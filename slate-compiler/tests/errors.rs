use slate_compiler::compile_to_module;
use slate_compiler::diag::{Blame, Diag};
use slate_compiler::ir;
use slate_compiler::target::Target;
use slate_compiler::CompileError;

fn compile(source: &str) -> Result<ir::Module, CompileError> {
    compile_to_module(source, "test.sl", Target::x86_64_darwin())
}

fn semantic_diag(source: &str) -> Diag {
    match compile(source) {
        Err(CompileError::Semantic(d)) => d,
        Ok(_) => panic!("expected a diagnostic, but compilation succeeded"),
        Err(other) => panic!("expected a semantic diagnostic, got: {other:?}"),
    }
}

fn assert_msg(source: &str, msg: &str) {
    let d = semantic_diag(source);
    assert_eq!(d.msg, msg);
}

// ── Declarations ─────────────────────────────────────────────────────────

#[test]
fn methods_are_rejected() {
    assert_msg(
        "package p\nfunc (r uint8) f() {\n}\n",
        "Methods not supported yet.",
    );
}

#[test]
fn top_level_var_is_rejected() {
    assert_msg(
        "package p\nvar x int64\n",
        "Unsupported declaration type \"var\".",
    );
}

#[test]
fn imports_are_rejected() {
    assert_msg(
        "package p\nimport \"io\"\n",
        "Unsupported declaration type \"import\".",
    );
}

#[test]
fn multiple_result_types_are_rejected() {
    assert_msg(
        "package p\nfunc f() (int64, int64) {\n\treturn 1\n}\n",
        "Returning more than one value is not yet permitted.",
    );
}

#[test]
fn unknown_parameter_type() {
    assert_msg(
        "package p\nfunc f(x foo) {\n}\n",
        "Unknown type \"foo\".",
    );
}

// ── Variable declarations ────────────────────────────────────────────────

#[test]
fn const_declarations_are_rejected() {
    assert_msg(
        "package p\nfunc f() {\n\tconst k = 1\n}\n",
        "Const declarations are not yet implemented.",
    );
}

#[test]
fn untyped_var_declarations_are_rejected() {
    assert_msg(
        "package p\nfunc f() {\n\tvar x = 5\n}\n",
        "Unable to handle non-typed variable declarations at this time.",
    );
}

#[test]
fn partial_initialization_is_rejected() {
    assert_msg(
        "package p\nfunc f() {\n\tvar a, b int = 1\n}\n",
        "Partial initialization of variables in a variable declaration is not allowed.",
    );
}

#[test]
fn initializer_type_must_equal_declared_type() {
    let src = "package p\nfunc f() {\n\tvar y int64 = 1\n\tvar x int32 = y\n}\n";
    assert_msg(
        src,
        "Expected initializer of type \"int32\", but found type \"int64\".",
    );
}

#[test]
fn alias_declared_type_refuses_integer_literal() {
    // `byte` is an alias; integer constants only commit to bare integer types.
    assert_msg(
        "package p\nfunc f() {\n\tvar b byte = 5\n}\n",
        "Expected type byte but got integer constant",
    );
}

#[test]
fn duplicate_variable_names_are_rejected() {
    let src = "package p\nfunc f() {\n\tvar x int64\n\tvar x int64\n}\n";
    assert_msg(src, "A variable already exists with this identifier.");
}

#[test]
fn runtime_symbols_occupy_the_namespace() {
    assert_msg(
        "package p\nfunc f() {\n\tvar puts int64\n}\n",
        "A variable already exists with this identifier.",
    );
}

#[test]
fn type_declarations_inside_functions_are_rejected() {
    assert_msg(
        "package p\nfunc f() {\n\ttype octet uint8\n}\n",
        "General declaration type \"type\" not implemented yet.",
    );
}

// ── Statements ───────────────────────────────────────────────────────────

#[test]
fn missing_return_value() {
    assert_msg(
        "package p\nfunc f() int64 {\n\treturn\n}\n",
        "Function is expected to return a value!",
    );
}

#[test]
fn multi_value_return_is_rejected() {
    assert_msg(
        "package p\nfunc f() int64 {\n\treturn 1, 2\n}\n",
        "Only single-value return is implemented at this time.",
    );
}

#[test]
fn return_type_mismatch() {
    let src = "package p\nfunc f() int32 {\n\tvar x int64 = 1\n\treturn x\n}\n";
    assert_msg(src, "Expected type int32 but got type int64");
}

#[test]
fn short_declarations_are_rejected() {
    assert_msg(
        "package p\nfunc f() {\n\tx := 1\n}\n",
        "Short variable declarations are not yet implemented.",
    );
}

#[test]
fn assignment_lengths_must_match() {
    let src = "package p\nfunc f() {\n\tvar a, b int64 = 1, 2\n\ta, b = 1\n}\n";
    assert_msg(src, "Every variable must have an equivalent rValue");
}

#[test]
fn assignment_to_const_binding_is_rejected() {
    assert_msg(
        "package p\nfunc f() {\n\tputs = puts\n}\n",
        "Unable to assign to variable \"puts\".",
    );
}

#[test]
fn assignment_needs_an_lvalue() {
    assert_msg(
        "package p\nfunc f() {\n\t5 = 1\n}\n",
        "Expected an lvalue expression.",
    );
}

// ── Expressions ──────────────────────────────────────────────────────────

#[test]
fn unknown_identifier() {
    assert_msg(
        "package p\nfunc f() {\n\tg()\n}\n",
        "Unknown identifier \"g\".",
    );
}

#[test]
fn calling_a_non_function() {
    let src = "package p\nfunc f() {\n\tvar x int64 = 1\n\tx()\n}\n";
    assert_msg(src, "Given expression not a function!");
}

#[test]
fn argument_count_mismatch() {
    assert_msg(
        "package p\nfunc f() {\n\tputs(\"a\", \"b\")\n}\n",
        "Expected 1 arguments, found 2!",
    );
}

#[test]
fn argument_type_mismatch() {
    assert_msg(
        "package p\nfunc f() {\n\tprint_int(\"hi\")\n}\n",
        "Expected type int64 but got type *uint8",
    );
}

#[test]
fn arithmetic_is_not_translatable() {
    assert_msg(
        "package p\nfunc f() int64 {\n\treturn 1 + 2\n}\n",
        "Cannot translate this expression.",
    );
}

// ── Blame accuracy ───────────────────────────────────────────────────────

#[test]
fn unknown_identifier_blame_points_at_the_identifier() {
    let d = semantic_diag("package p\nfunc f() {\n\tg()\n}\n");
    let Blame::TextSingleLine {
        file,
        line,
        col,
        extent,
        caret,
    } = d.blame
    else {
        panic!("expected a single-line blame, got {:?}", d.blame)
    };
    assert_eq!(file, "test.sl");
    assert_eq!(line, 3);
    assert_eq!(col, 2, "the identifier sits after the tab");
    assert_eq!(extent, 1);
    assert_eq!(caret, col);
}

#[test]
fn diagnostics_on_later_lines_report_later_lines() {
    let d = semantic_diag("package p\nfunc f() {\n\tputs(\"ok\")\n\tmissing()\n}\n");
    let Blame::TextSingleLine { line, .. } = d.blame else {
        panic!("expected a single-line blame")
    };
    assert_eq!(line, 4);
}

// ── Frontend errors surface through the same entry point ─────────────────

#[test]
fn lexical_errors_are_reported() {
    let err = compile("package p\nfunc f() {\n\t$\n}\n").unwrap_err();
    assert!(matches!(err, CompileError::Lexical(_)));
}

#[test]
fn parse_errors_are_reported() {
    let err = compile("package p\nfunc f( {\n}\n").unwrap_err();
    assert!(matches!(err, CompileError::Parse { .. }));
}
*-*-*
--- EXERCISE DETAILS ---
A faithful copy of all the material is the required answer.

--- FINAL ANSWER ---
filename slate-compiler/tests/errors.rs
use slate_compiler::compile_to_module;
use slate_compiler::diag::{Blame, Diag};
use slate_compiler::ir;
use slate_compiler::target::Target;
use slate_compiler::CompileError;

fn compile(source: &str) -> Result<ir::Module, CompileError> {
    compile_to_module(source, "test.sl", Target::x86_64_darwin())
}

fn semantic_diag(source: &str) -> Diag {
    match compile(source) {
        Err(CompileError::Semantic(d)) => d,
        Ok(_) => panic!("expected a diagnostic, but compilation succeeded"),
        Err(other) => panic!("expected a semantic diagnostic, got: {other:?}"),
    }
}

fn assert_msg(source: &str, msg: &str) {
    let d = semantic_diag(source);
    assert_eq!(d.msg, msg);
}

// ── Declarations ─────────────────────────────────────────────────────────

#[test]
fn methods_are_rejected() {
    assert_msg(
        "package p\nfunc (r uint8) f() {\n}\n",
        "Methods not supported yet.",
    );
}

#[test]
fn top_level_var_is_rejected() {
    assert_msg(
        "package p\nvar x int64\n",
        "Unsupported declaration type \"var\".",
    );
}

#[test]
fn imports_are_rejected() {
    assert_msg(
        "package p\nimport \"io\"\n",
        "Unsupported declaration type \"import\".",
    );
}

#[test]
fn multiple_result_types_are_rejected() {
    assert_msg(
        "package p\nfunc f() (int64, int64) {\n\treturn 1\n}\n",
        "Returning more than one value is not yet permitted.",
    );
}

#[test]
fn unknown_parameter_type() {
    assert_msg(
        "package p\nfunc f(x foo) {\n}\n",
        "Unknown type \"foo\".",
    );
}

// ── Variable declarations ────────────────────────────────────────────────

#[test]
fn const_declarations_are_rejected() {
    assert_msg(
        "package p\nfunc f() {\n\tconst k = 1\n}\n",
        "Const declarations are not yet implemented.",
    );
}

#[test]
fn untyped_var_declarations_are_rejected() {
    assert_msg(
        "package p\nfunc f() {\n\tvar x = 5\n}\n",
        "Unable to handle non-typed variable declarations at this time.",
    );
}

#[test]
fn partial_initialization_is_rejected() {
    assert_msg(
        "package p\nfunc f() {\n\tvar a, b int = 1\n}\n",
        "Partial initialization of variables in a variable declaration is not allowed.",
    );
}

#[test]
fn initializer_type_must_equal_declared_type() {
    let src = "package p\nfunc f() {\n\tvar y int64 = 1\n\tvar x int32 = y\n}\n";
    assert_msg(
        src,
        "Expected initializer of type \"int32\", but found type \"int64\".",
    );
}

#[test]
fn alias_declared_type_refuses_integer_literal() {
    // `byte` is an alias; integer constants only commit to bare integer types.
    assert_msg(
        "package p\nfunc f() {\n\tvar b byte = 5\n}\n",
        "Expected type byte but got integer constant",
    );
}

#[test]
fn duplicate_variable_names_are_rejected() {
    let src = "package p\nfunc f() {\n\tvar x int64\n\tvar x int64\n}\n";
    assert_msg(src, "A variable already exists with this identifier.");
}

#[test]
fn runtime_symbols_occupy_the_namespace() {
    assert_msg(
        "package p\nfunc f() {\n\tvar puts int64\n}\n",
        "A variable already exists with this identifier.",
    );
}

#[test]
fn type_declarations_inside_functions_are_rejected() {
    assert_msg(
        "package p\nfunc f() {\n\ttype octet uint8\n}\n",
        "General declaration type \"type\" not implemented yet.",
    );
}

// ── Statements ───────────────────────────────────────────────────────────

#[test]
fn missing_return_value() {
    assert_msg(
        "package p\nfunc f() int64 {\n\treturn\n}\n",
        "Function is expected to return a value!",
    );
}

#[test]
fn multi_value_return_is_rejected() {
    assert_msg(
        "package p\nfunc f() int64 {\n\treturn 1, 2\n}\n",
        "Only single-value return is implemented at this time.",
    );
}

#[test]
fn return_type_mismatch() {
    let src = "package p\nfunc f() int32 {\n\tvar x int64 = 1\n\treturn x\n}\n";
    assert_msg(src, "Expected type int32 but got type int64");
}

#[test]
fn short_declarations_are_rejected() {
    assert_msg(
        "package p\nfunc f() {\n\tx := 1\n}\n",
        "Short variable declarations are not yet implemented.",
    );
}

#[test]
fn assignment_lengths_must_match() {
    let src = "package p\nfunc f() {\n\tvar a, b int64 = 1, 2\n\ta, b = 1\n}\n";
    assert_msg(src, "Every variable must have an equivalent rValue");
}

#[test]
fn assignment_to_const_binding_is_rejected() {
    assert_msg(
        "package p\nfunc f() {\n\tputs = puts\n}\n",
        "Unable to assign to variable \"puts\".",
    );
}

#[test]
fn assignment_needs_an_lvalue() {
    assert_msg(
        "package p\nfunc f() {\n\t5 = 1\n}\n",
        "Expected an lvalue expression.",
    );
}

// ── Expressions ──────────────────────────────────────────────────────────

#[test]
fn unknown_identifier() {
    assert_msg(
        "package p\nfunc f() {\n\tg()\n}\n",
        "Unknown identifier \"g\".",
    );
}

#[test]
fn calling_a_non_function() {
    let src = "package p\nfunc f() {\n\tvar x int64 = 1\n\tx()\n}\n";
    assert_msg(src, "Given expression not a function!");
}

#[test]
fn argument_count_mismatch() {
    assert_msg(
        "package p\nfunc f() {\n\tputs(\"a\", \"b\")\n}\n",
        "Expected 1 arguments, found 2!",
    );
}

#[test]
fn argument_type_mismatch() {
    assert_msg(
        "package p\nfunc f() {\n\tprint_int(\"hi\")\n}\n",
        "Expected type int64 but got type *uint8",
    );
}

#[test]
fn arithmetic_is_not_translatable() {
    assert_msg(
        "package p\nfunc f() int64 {\n\treturn 1 + 2\n}\n",
        "Cannot translate this expression.",
    );
}

// ── Blame accuracy ───────────────────────────────────────────────────────

#[test]
fn unknown_identifier_blame_points_at_the_identifier() {
    let d = semantic_diag("package p\nfunc f() {\n\tg()\n}\n");
    let Blame::TextSingleLine {
        file,
        line,
        col,
        extent,
        caret,
    } = d.blame
    else {
        panic!("expected a single-line blame, got {:?}", d.blame)
    };
    assert_eq!(file, "test.sl");
    assert_eq!(line, 3);
    assert_eq!(col, 2, "the identifier sits after the tab");
    assert_eq!(extent, 1);
    assert_eq!(caret, col);
}

#[test]
fn diagnostics_on_later_lines_report_later_lines() {
    let d = semantic_diag("package p\nfunc f() {\n\tputs(\"ok\")\n\tmissing()\n}\n");
    let Blame::TextSingleLine { line, .. } = d.blame else {
        panic!("expected a single-line blame")
    };
    assert_eq!(line, 4);
}

// ── Frontend errors surface through the same entry point ─────────────────

#[test]
fn lexical_errors_are_reported() {
    let err = compile("package p\nfunc f() {\n\t$\n}\n").unwrap_err();
    assert!(matches!(err, CompileError::Lexical(_)));
}

#[test]
fn parse_errors_are_reported() {
    let err = compile("package p\nfunc f( {\n}\n").unwrap_err();
    assert!(matches!(err, CompileError::Parse { .. }));
}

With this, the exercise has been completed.